O personagem carrega o arquétipo do anti-herói solitário, renegando sua raça para lutar contra aqueles que lhe tiraram a família. A motivação de Blade funciona superficialmente por motivos de vingança, se comportando como um soldado treinado para localizar e executar. É Whistler quem opera as missões e move a narrativa, com a trama girando em torno dele tentando salvar a vida da Dra. Karen Jenson (N’Bushe Wright, de “A Talent for Trouble”), mordida por um vampiro e a resgatada antes da transformação. A primeira metade do filme é cativante. O mistério em torno do protagonista prende atenção e a sequência de luta inicial na boate de vampiros apresenta muito bem o personagem dando o tom da obra juntamente com trilha eletrônica marcante. O uniforme inspirado nos quadrinhos e a arquitetura futurista usaram bem o orçamento, e a iluminação de filme noir dá um charme especial. Contudo, o excesso de time-lapse deixa muitas transições com cara de novela.
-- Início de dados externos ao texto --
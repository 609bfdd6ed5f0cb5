use approx::assert_relative_eq;
use grade_smoother::{
    process, process_batch, Advisory, GradeError, GradeFit, RawTrace, SmoothingConfig, SummaryRow,
};

fn worked_config() -> SmoothingConfig {
    SmoothingConfig::foot()
        .with_noise_floor(2.0)
        .with_min_window_span(5.0)
        .with_max_grade(1.0)
        .with_grade_fit(GradeFit::Endpoint)
        .with_gain_noise_floor(0.5)
}

#[test]
fn test_worked_example_end_to_end() {
    let profile = process(
        &[0.0, 10.0, 20.0, 30.0, 40.0],
        &[100.0, 100.3, 99.8, 105.0, 104.9],
        &worked_config(),
    )
    .unwrap();

    assert_eq!(profile.windows, 2);
    assert_relative_eq!(profile.grades.values()[1], 1.0 / 6.0, epsilon = 1e-12);
    assert_relative_eq!(profile.smoothed.elevations()[3], 105.0, epsilon = 1e-9);
    assert_relative_eq!(profile.gain_loss.gain, 5.0, epsilon = 1e-9);
    assert_eq!(profile.gain_loss.loss, 0.0);
    assert_relative_eq!(profile.raw_gain_loss.gain, 5.5, epsilon = 1e-9);
    assert_relative_eq!(profile.raw_gain_loss.loss, 0.6, epsilon = 1e-9);
    assert_eq!(profile.summary.gain, profile.gain_loss.gain);
    assert!(profile.notes.is_empty());
}

#[test]
fn test_configuration_checked_before_data() {
    let bad = SmoothingConfig::foot().with_max_grade(-1.0);
    let err = process(&[0.0], &[1.0, 2.0], &bad).unwrap_err();
    assert!(matches!(err, GradeError::Configuration(_)));
}

#[test]
fn test_notes_carry_merges_and_clamps() {
    let config = SmoothingConfig::foot().with_min_window_span(0.0);
    let profile = process(
        &[0.0, 1.0, 1.0, 2.0, 3.0, 4.0],
        &[0.0, 0.0, 0.0, 40.0, 40.0, 40.0],
        &config,
    )
    .unwrap();

    assert!(matches!(
        profile.notes[0],
        Advisory::MergedDuplicates {
            distance: _,
            count: 2
        }
    ));
    assert!(profile
        .notes
        .iter()
        .any(|n| matches!(n, Advisory::GradeClamped { .. })));
    assert!(profile.grades.iter().all(|g| g.abs() <= 1.0));

    let row = SummaryRow::from_profile("spike", &profile);
    assert_eq!(row.merged_duplicates, 1);
    assert!(row.clamped_windows >= 1);
    assert_eq!(row.samples, 5);
}

#[test]
fn test_batch_keeps_order_and_isolates_failures() {
    let traces = vec![
        RawTrace::new("a", vec![0.0, 10.0, 20.0], vec![1.0, 2.0, 3.0]),
        RawTrace::new("broken", vec![0.0, 10.0, 5.0], vec![1.0, 2.0, 3.0]),
        RawTrace::new("c", vec![0.0, 10.0, 20.0, 30.0], vec![5.0, 9.0, 13.0, 17.0]),
    ];

    let outcomes = process_batch(&traces, &SmoothingConfig::foot());

    let names: Vec<&str> = outcomes.iter().map(|o| o.name.as_str()).collect();
    assert_eq!(names, ["a", "broken", "c"]);
    assert!(outcomes[0].result.is_ok());
    assert!(matches!(
        outcomes[1].result,
        Err(GradeError::NonMonotonic { index: 2, .. })
    ));

    let c = outcomes[2].result.as_ref().unwrap();
    assert_relative_eq!(c.gain_loss.gain, 12.0, epsilon = 1e-9);
    assert_relative_eq!(c.summary.max_climb_grade, 0.4, epsilon = 1e-12);
}

#[test]
fn test_batch_matches_sequential() {
    let traces: Vec<RawTrace> = (0..16)
        .map(|k| {
            let distances: Vec<f64> = (0..200).map(|i| i as f64 * 4.0).collect();
            let elevations: Vec<f64> = distances
                .iter()
                .map(|d| 50.0 + (d / (40.0 + k as f64)).sin() * 15.0)
                .collect();
            RawTrace::new(format!("trace-{k}"), distances, elevations)
        })
        .collect();
    let config = SmoothingConfig::foot();

    let outcomes = process_batch(&traces, &config);

    for (trace, outcome) in traces.iter().zip(&outcomes) {
        let parallel = outcome.result.as_ref().unwrap();
        let sequential = process(&trace.distances, &trace.elevations, &config).unwrap();
        assert_eq!(parallel.smoothed, sequential.smoothed);
        assert_eq!(parallel.gain_loss, sequential.gain_loss);
    }
}

#[test]
fn test_dense_clean_climb_keeps_its_gain() {
    let distances: Vec<f64> = (0..=1000).map(|i| i as f64).collect();
    let elevations: Vec<f64> = distances.iter().map(|d| 100.0 + 0.05 * d).collect();

    let profile = process(&distances, &elevations, &SmoothingConfig::foot()).unwrap();

    assert_relative_eq!(profile.raw_gain_loss.gain, 50.0, epsilon = 1e-6);
    assert_relative_eq!(profile.gain_loss.gain, 50.0, epsilon = 1e-6);
    assert_relative_eq!(profile.summary.gain, 50.0, epsilon = 1e-6);
    assert_eq!(profile.gain_loss.loss, 0.0);
}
A trama derrapa do meio em diante, quando o antagonista ganha mais espaço com a atuação péssima de Stephen Dorff. O roteiro de David S. Goyer se sustenta ainda menos com a insistência em amarrar a Dra. Karen no clímax – vale ressaltar que Goyer é o responsável pelos roteiros de muitas adaptações de HQs como a trilogia “Cavaleiro das Trevas” e “Batman vs Superman”. O combate final é um show de desleixos computadorizados – de nada adianta exagerar no sangue se ele não é real. Poderiam ter optado pelas maquiagens e efeitos práticos como Guillermo del Toro (“A Forma da Água”) fez em “Blade 2”, assim o tempo teria sido menos cruel.

Com altos e baixos, “Blade” marcou época e abriu caminhos para “X-Men: O Filme” e “Homem-Aranha”. Em 2002, ganhou uma sequência pelas mãos de del Toro, este sim podendo ser considerado um dos melhores filmes de vampiros. Sua estética visual é arrebatadora e a narrativa trouxe de volta os trejeitos excêntricos do personagem. Já “Blade Trinity”, em 2004, enterrou a franquia com uma direção desequilibrada, onde a produção foi marcada por desentendimentos entre Snipes e Goyer. Blade conquistou os fãs por mérito de Snipes – ele foi um dos primeiros atores a abraçar um personagem sem receio de ficar marcado. A Marvel sabe do seu legado, então fica a esperança de que seu retorno seja tão irreverente quanto o original.